REPORT: Nearly half of public colleges restrict student speech
An annual report on speech policies at major colleges and universities finds that while some progress was made toward lifting speech restrictions this year, much work remains to be done.
In the 2016 edition of “Spotlight on Speech Codes,” published annually since 2009, the Foundation for Individual Rights in Education (FIRE) gives a “red light” label—signifying at least one substantial speech restriction—to 49.3 percent of the 440 schools it reviewed, representing a slight improvement over last year, when 55 percent of schools received the failing grade.
“The suppression of free speech at American universities is a national scandal."
In order to earn a red light rating, a school must have “at least one policy that both clearly and substantially restricts freedom of speech, or that bars public access to its speech-related policies by requiring a university login and password for access.” FIRE further specifies that a red light policy must be both “clear,” meaning its consequences do not depend on how it is applied or enforced, as well as “broadly applicable to campus expression.”
At the other end of the spectrum is the “green light” rating, which is awarded to schools whose policies are freely accessible and do not pose a significant threat to freedom of speech.
This year, FIRE gave 22 schools (5 percent of those surveyed) a green light, surpassing last year’s tally, when 18 schools (4.1 percent) received the honor. By way of comparison, only two percent received a green light rating in FIRE’s first speech code report in 2009.
In fact, according to the Executive Summary of the report, this year not only set a record for the highest number of green light ratings, but also marked the first time since FIRE began compiling the data that fewer than 50 percent of schools have received red light ratings.
The median designation, naturally, is a “yellow light” rating, which FIRE applies to policies that are restrictive of free speech and typically unconstitutional, but only apply to narrow categories of speech or are relatively limited in scope.

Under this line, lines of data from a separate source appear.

//! Confirmation gate for irreversible actions.
//!
//! Emptying the trash, purging one item, deleting a folder that still holds
//! notes, and importing a backup from another version all ask a [`Confirm`]
//! first. Declining leaves every collection untouched.

/// Answers a yes/no question before a destructive action runs.
pub trait Confirm {
    fn confirm(&self, message: &str) -> bool;
}

impl<F> Confirm for F
where
    F: Fn(&str) -> bool,
{
    fn confirm(&self, message: &str) -> bool {
        self(message)
    }
}

/// Always proceeds. Used by `--yes` and by callers that already asked.
#[derive(Debug, Default, Clone, Copy)]
pub struct AssumeYes;

impl Confirm for AssumeYes {
    fn confirm(&self, _message: &str) -> bool {
        true
    }
}

/// Always declines.
#[derive(Debug, Default, Clone, Copy)]
pub struct AssumeNo;

impl Confirm for AssumeNo {
    fn confirm(&self, _message: &str) -> bool {
        false
    }
}

/// Result of a confirmation-gated action.
#[derive(Debug, Clone, PartialEq, Eq)]
pub enum Decision<T> {
    Proceeded(T),
    Declined,
}

impl<T> Decision<T> {
    pub fn is_declined(&self) -> bool {
        matches!(self, Decision::Declined)
    }

    pub fn proceeded(self) -> Option<T> {
        match self {
            Decision::Proceeded(value) => Some(value),
            Decision::Declined => None,
        }
    }
}
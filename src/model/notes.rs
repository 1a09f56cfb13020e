use serde::{Deserialize, Serialize};
use serde_with::{serde_as, DefaultOnNull, DisplayFromStr, PickFirst};

use super::{impl_entity, ExtraFields};

#[serde_as]
#[derive(Debug, Clone, PartialEq, Default, Serialize, Deserialize)]
#[serde(rename_all = "camelCase", default)]
pub struct Note {
    #[serde_as(as = "DefaultOnNull")]
    pub id: String,
    #[serde_as(as = "DefaultOnNull")]
    pub title: String,
    /// Rich-text body as HTML.
    #[serde_as(as = "DefaultOnNull")]
    pub content: String,
    #[serde(skip_serializing_if = "Option::is_none")]
    pub folder_id: Option<String>,
    #[serde_as(as = "DefaultOnNull")]
    pub pinned: bool,
    #[serde_as(as = "DefaultOnNull<PickFirst<(_, DisplayFromStr)>>")]
    pub created_at: i64,
    #[serde_as(as = "DefaultOnNull<PickFirst<(_, DisplayFromStr)>>")]
    pub updated_at: i64,
    #[serde(flatten)]
    pub extra: ExtraFields,
}

#[serde_as]
#[derive(Debug, Clone, PartialEq, Default, Serialize, Deserialize)]
#[serde(rename_all = "camelCase", default)]
pub struct NoteFolder {
    #[serde_as(as = "DefaultOnNull")]
    pub id: String,
    #[serde_as(as = "DefaultOnNull")]
    pub name: String,
    #[serde(skip_serializing_if = "Option::is_none")]
    pub color: Option<String>,
    #[serde_as(as = "DefaultOnNull<PickFirst<(_, DisplayFromStr)>>")]
    pub created_at: i64,
    #[serde(flatten)]
    pub extra: ExtraFields,
}

impl Note {
    pub fn in_folder(&self, folder_id: &str) -> bool {
        self.folder_id.as_deref() == Some(folder_id)
    }
}

fn recently_updated_first(items: &mut [Note]) {
    items.sort_by(|a, b| b.updated_at.cmp(&a.updated_at));
}

impl_entity!(Note, Notes, notes, sort = recently_updated_first);
impl_entity!(NoteFolder, NoteFolders, note_folders);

FIRE gave out more yellow lights this year than last—194 (44.1 percent) compared to 171 (39.1 percent)—but takes comfort in the knowledge that the difference was supplied almost exclusively by the loosening of speech restrictions at schools that had previously received a red light.
Most of the gains, however, have been among public schools, which can be legally compelled to adhere to their First Amendment obligations. At private institutions, which have no such responsibility, just two of the 104 schools that FIRE reviewed qualified for a green light rating, while over 60 percent received a red light.
Even among public colleges and universities, though, FIRE asserts that federal intervention into their handling of sexual harassment claims has retarded progress toward liberating student speech on campuses, noting that over the past year, they were forced to downgrade 10 universities from a yellow light rating to a red light “for adopting overly restrictive definitions of sexual harassment.”
In order to continue making progress going forward, FIRE claims that “public pressure is still perhaps the most powerful weapon against campus censorship, so it is critical that students and faculty understand their rights—and are willing to stand up for them when they are threatened.”
When ordinary individuals are willing to assert their freedoms, the report explains, efforts to overturn restrictive speech policies through legal and legislative action become much more effective. Since 2014, FIRE has coordinated ten First Amendment lawsuits (winning all seven of those that have been decided so far), and several states have either enacted or introduced legislation prohibiting restrictive policies such as free speech zones and safe spaces.
“The suppression of free speech at American universities is a national scandal. But supporters of liberty should take heart,” FIRE consoles readers in the conclusion of the report. “While many colleges and universities might seem at times to believe that they exist in a vacuum, the truth is that neither our nation’s courts nor its citizens look favorably upon speech codes or other restrictions on basic freedoms.”